# Taking GBP out of SA



## Halicrow (Sep 10, 2013)

In December 2013 I transferred 18,000 GBP from my UK bank account to my SA bank account.

I am returning to the UK for good in January 2014 and will have about 7000 GBP.
That is under the allowed 10,000 Euro limit (about 8000 GBP) allowed into the UK.

But will I have any problems carrying the cash out of SA?
I did not declare any GBP when I entered SA as I only had a 2000 GBP in cash.
I do have the print out of my 18,000 international transfer.
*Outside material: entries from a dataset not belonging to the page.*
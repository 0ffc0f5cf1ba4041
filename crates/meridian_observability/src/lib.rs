//! Observability setup: structured logging and Prometheus metrics.

use metrics_exporter_prometheus::PrometheusBuilder;
use tracing_subscriber::fmt;
use tracing_subscriber::prelude::*;
use tracing_subscriber::EnvFilter;

const DEFAULT_FILTER: &str = "info,meridian=debug";

/// Install the global tracing subscriber. `RUST_LOG` overrides the default
/// filter. Returns `false` when a subscriber was already installed.
pub fn init_tracing() -> bool {
    let env_filter =
        EnvFilter::try_from_default_env().unwrap_or_else(|_| EnvFilter::new(DEFAULT_FILTER));

    let fmt_layer = fmt::layer()
        .with_target(true)
        .with_thread_ids(true)
        .with_file(true)
        .with_line_number(true);

    tracing_subscriber::registry()
        .with(env_filter)
        .with(fmt_layer)
        .try_init()
        .is_ok()
}

/// Serve Prometheus metrics on `listen_addr`.
pub fn init_metrics(listen_addr: &str) -> Result<(), Box<dyn std::error::Error>> {
    let addr: std::net::SocketAddr = listen_addr.parse()?;
    PrometheusBuilder::new()
        .with_http_listener(addr)
        .install()?;
    tracing::info!("Prometheus metrics endpoint on http://{}/metrics", addr);
    Ok(())
}

/// A CSN was handed out; `bumped` when the wall clock had not advanced past
/// the previous one.
pub fn record_csn_generated(bumped: bool) {
    metrics::counter!("meridian_csn_generated_total", "bumped" => bumped.to_string())
        .increment(1);
}

pub fn record_csn_wal_assignment() {
    metrics::counter!("meridian_csn_wal_assignments_total").increment(1);
}

pub fn record_snapshot_too_old() {
    metrics::counter!("meridian_snapshot_too_old_total").increment(1);
}

/// A visibility check had to wait for an in-doubt transaction.
pub fn record_in_doubt_wait(wait_us: u64) {
    metrics::counter!("meridian_in_doubt_waits_total").increment(1);
    metrics::histogram!("meridian_in_doubt_wait_us").record(wait_us as f64);
}

pub fn record_deferred_xmin(xmin: u64) {
    metrics::gauge!("meridian_deferred_xmin").set(xmin as f64);
}

/// Connection cache events: `connect`, `disconnect`, `discard`, `retry`,
/// `invalidate`, `reject`.
pub fn record_connection_event(event: &str) {
    metrics::counter!("meridian_fdw_connection_events_total", "event" => event.to_string())
        .increment(1);
}

/// Foreign transaction actions: `prepare`, `commit`, `rollback`,
/// `csn_prepare`, `csn_assign`.
pub fn record_fdw_xact(action: &str, two_phase: bool, success: bool) {
    metrics::counter!(
        "meridian_fdw_xact_total",
        "action" => action.to_string(),
        "two_phase" => two_phase.to_string(),
        "success" => success.to_string()
    )
    .increment(1);
}

pub fn record_resolver_sweep(resolved: usize, failures: usize, pending: usize, sweep_us: u64) {
    metrics::counter!("meridian_fdw_resolved_total").increment(resolved as u64);
    metrics::counter!("meridian_fdw_resolution_failures_total").increment(failures as u64);
    metrics::gauge!("meridian_fdw_in_doubt").set(pending as f64);
    metrics::histogram!("meridian_fdw_resolver_sweep_us").record(sweep_us as f64);
}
I am a British citizen and will not be taking out any Rands.


----------



## Jem62 (Jul 25, 2012)

Transfer it via Western Union and pick up the money when you are in the UK, quick and simple.


----------



## Halicrow (Sep 10, 2013)

"Maximum principal send amount is ZAR 30,000. "
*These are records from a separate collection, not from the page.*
use std::path::Path;

use serde::{Deserialize, Serialize};

use crate::error::ConfigError;

/// Top-level node configuration (`meridian.toml`).
#[derive(Debug, Clone, Default, Serialize, Deserialize)]
pub struct MeridianConfig {
    #[serde(default)]
    pub csn: CsnConfig,
    #[serde(default)]
    pub fdw: FdwConfig,
}

/// CSN snapshot section.
#[derive(Debug, Clone, Serialize, Deserialize)]
#[serde(default)]
pub struct CsnConfig {
    /// Participate in global (cross-node) CSN snapshots.
    pub enable_csn_snapshot: bool,
    /// Seconds the oldest-xmin horizon is held back so snapshots imported
    /// from the past still see the row versions they need. Also sizes the
    /// xmin deferral map (0 = no map).
    pub csn_snapshot_defer_time: u64,
    /// How far ahead of a freshly generated CSN the WAL assignment record
    /// reaches, in seconds. A restart resumes from the logged value.
    pub wal_assign_interval_secs: u64,
    /// Warn when an imported snapshot CSN is ahead of the local clock by more
    /// than this many milliseconds.
    pub snapshot_desync_warn_ms: u64,
}

impl Default for CsnConfig {
    fn default() -> Self {
        Self {
            enable_csn_snapshot: false,
            csn_snapshot_defer_time: 0,
            wal_assign_interval_secs: 5,
            snapshot_desync_warn_ms: 1000,
        }
    }
}

impl CsnConfig {
    /// Shared clock state is needed whenever either feature is on.
    pub fn needs_clock_state(&self) -> bool {
        self.enable_csn_snapshot || self.csn_snapshot_defer_time > 0
    }

    pub fn validate(&self) -> Result<(), ConfigError> {
        if self.wal_assign_interval_secs == 0 {
            return Err(ConfigError::Invalid {
                field: "csn.wal_assign_interval_secs",
                reason: "must be at least 1 second".into(),
            });
        }
        if self.csn_snapshot_defer_time > u64::from(u32::MAX) {
            return Err(ConfigError::Invalid {
                field: "csn.csn_snapshot_defer_time",
                reason: format!("{} seconds is out of range", self.csn_snapshot_defer_time),
            });
        }
        Ok(())
    }
}

/// Whether writes on more than one node must go through two-phase commit.
#[derive(Debug, Clone, Copy, Default, PartialEq, Eq, Serialize, Deserialize)]
#[serde(rename_all = "lowercase")]
pub enum ForeignTwophaseCommit {
    /// Commit every remote participant in one phase.
    #[default]
    Disabled,
    /// Every foreign server written to must support two-phase commit.
    Required,
}

/// Foreign-server connection and transaction section.
#[derive(Debug, Clone, Serialize, Deserialize)]
#[serde(default)]
pub struct FdwConfig {
    pub foreign_twophase_commit: ForeignTwophaseCommit,
    /// Deadline for abort-time cleanup commands and cancel requests. Past it
    /// the connection is presumed dead and discarded.
    pub cleanup_timeout_ms: u64,
    /// Reported to the remote server when the user mapping sets none.
    pub application_name: String,
    /// Pause between in-doubt resolver sweeps.
    pub resolution_retry_interval_ms: u64,
    /// Attempts before an unresolved foreign transaction needs an operator.
    pub max_resolution_attempts: u32,
}

impl Default for FdwConfig {
    fn default() -> Self {
        Self {
            foreign_twophase_commit: ForeignTwophaseCommit::Disabled,
            cleanup_timeout_ms: 30_000,
            application_name: "meridian_fdw".into(),
            resolution_retry_interval_ms: 5_000,
            max_resolution_attempts: 10,
        }
    }
}

impl FdwConfig {
    pub fn validate(&self) -> Result<(), ConfigError> {
        if self.cleanup_timeout_ms == 0 {
            return Err(ConfigError::Invalid {
                field: "fdw.cleanup_timeout_ms",
                reason: "abort cleanup needs a finite, non-zero deadline".into(),
            });
        }
        if self.max_resolution_attempts == 0 {
            return Err(ConfigError::Invalid {
                field: "fdw.max_resolution_attempts",
                reason: "must be at least 1".into(),
            });
        }
        Ok(())
    }
}

impl MeridianConfig {
    pub fn validate(&self) -> Result<(), ConfigError> {
        self.csn.validate()?;
        self.fdw.validate()
    }

    /// Parse and validate configuration text.
    pub fn from_toml_str(text: &str) -> Result<Self, ConfigError> {
        let config: MeridianConfig =
            toml::from_str(text).map_err(|e| ConfigError::Parse(e.to_string()))?;
        config.validate()?;
        Ok(config)
    }

    /// Load configuration from a file.
    pub fn load(path: impl AsRef<Path>) -> Result<Self, ConfigError> {
        let path = path.as_ref();
        let text = std::fs::read_to_string(path).map_err(|source| ConfigError::Io {
            path: path.display().to_string(),
            source,
        })?;
        let config = Self::from_toml_str(&text)?;
        tracing::info!(
            path = %path.display(),
            enable_csn_snapshot = config.csn.enable_csn_snapshot,
            defer_time_secs = config.csn.csn_snapshot_defer_time,
            "loaded configuration"
        );
        Ok(config)
    }
}

#[cfg(test)]
mod tests {
    use std::io::Write;

    use super::*;

    #[test]
    fn test_default_config_valid() {
        let config = MeridianConfig::default();
        assert!(config.validate().is_ok());
        assert!(!config.csn.needs_clock_state());
        assert_eq!(config.fdw.cleanup_timeout_ms, 30_000);
    }

    #[test]
    fn test_partial_toml_uses_defaults() {
        let config = MeridianConfig::from_toml_str(
            r#"
            [csn]
            enable_csn_snapshot = true
            csn_snapshot_defer_time = 30

            [fdw]
            foreign_twophase_commit = "required"
            "#,
        )
        .unwrap();
        assert!(config.csn.enable_csn_snapshot);
        assert_eq!(config.csn.csn_snapshot_defer_time, 30);
        assert_eq!(config.csn.wal_assign_interval_secs, 5);
        assert_eq!(
            config.fdw.foreign_twophase_commit,
            ForeignTwophaseCommit::Required
        );
        assert_eq!(config.fdw.application_name, "meridian_fdw");
    }

    #[test]
    fn test_zero_cleanup_timeout_rejected() {
        let err = MeridianConfig::from_toml_str("[fdw]\ncleanup_timeout_ms = 0\n").unwrap_err();
        assert!(matches!(
            err,
            ConfigError::Invalid {
                field: "fdw.cleanup_timeout_ms",
                ..
            }
        ));
    }

    #[test]
    fn test_unknown_twophase_level_rejected() {
        let err = MeridianConfig::from_toml_str("[fdw]\nforeign_twophase_commit = \"maybe\"\n")
            .unwrap_err();
        assert!(matches!(err, ConfigError::Parse(_)));
    }

    #[test]
    fn test_load_from_file() {
        let mut file = tempfile::NamedTempFile::new().unwrap();
        writeln!(file, "[csn]\ncsn_snapshot_defer_time = 12").unwrap();
        let config = MeridianConfig::load(file.path()).unwrap();
        assert_eq!(config.csn.csn_snapshot_defer_time, 12);
        assert!(config.csn.needs_clock_state());
    }

    #[test]
    fn test_load_missing_file() {
        let dir = tempfile::tempdir().unwrap();
        let err = MeridianConfig::load(dir.path().join("absent.toml")).unwrap_err();
        assert!(matches!(err, ConfigError::Io { .. }));
    }
}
I will be sending about 140,000n ZAR


----------



## Jem62 (Jul 25, 2012)

I sent in excess of R75000 in one transaction, if a problem send it in two transactions though a bit more expensive. Otherwise draw the money with your SA bankcard in the UK, it is not that expensive, check with your bank.


----------



## Halicrow (Sep 10, 2013)

I have not been given a bank card. Just a debit card.
The rule changed for foreigners just before I got my temp permit.

The only bank that would open an account for me was Nedbank with restrictions.
They are the biggest bunch of Cretins I have ever met. Cannot even copy my name correctly off my passport. Which is why I am leaving and do not trust them to do an international transfer.

Hence the original question about taking the cash out.


----------



## CptGuy (Sep 6, 2014)

Being a Brit I'd imagine cash should be fine, aside from becoming a target for thieves while in transit. I'd love to know more about carrying cash also as with Krugerrands for example the potential is there to have ALOT on you.

If paying fees is not a problem, another option is: transfer money to your paypal account and withdraw from paypal to your UK bank account

OR if you don't mind taking the risk of a fluctuating exchange rate: buy bitcoins on a ZA exchange and sell them on a UK bitcoin exchange


----------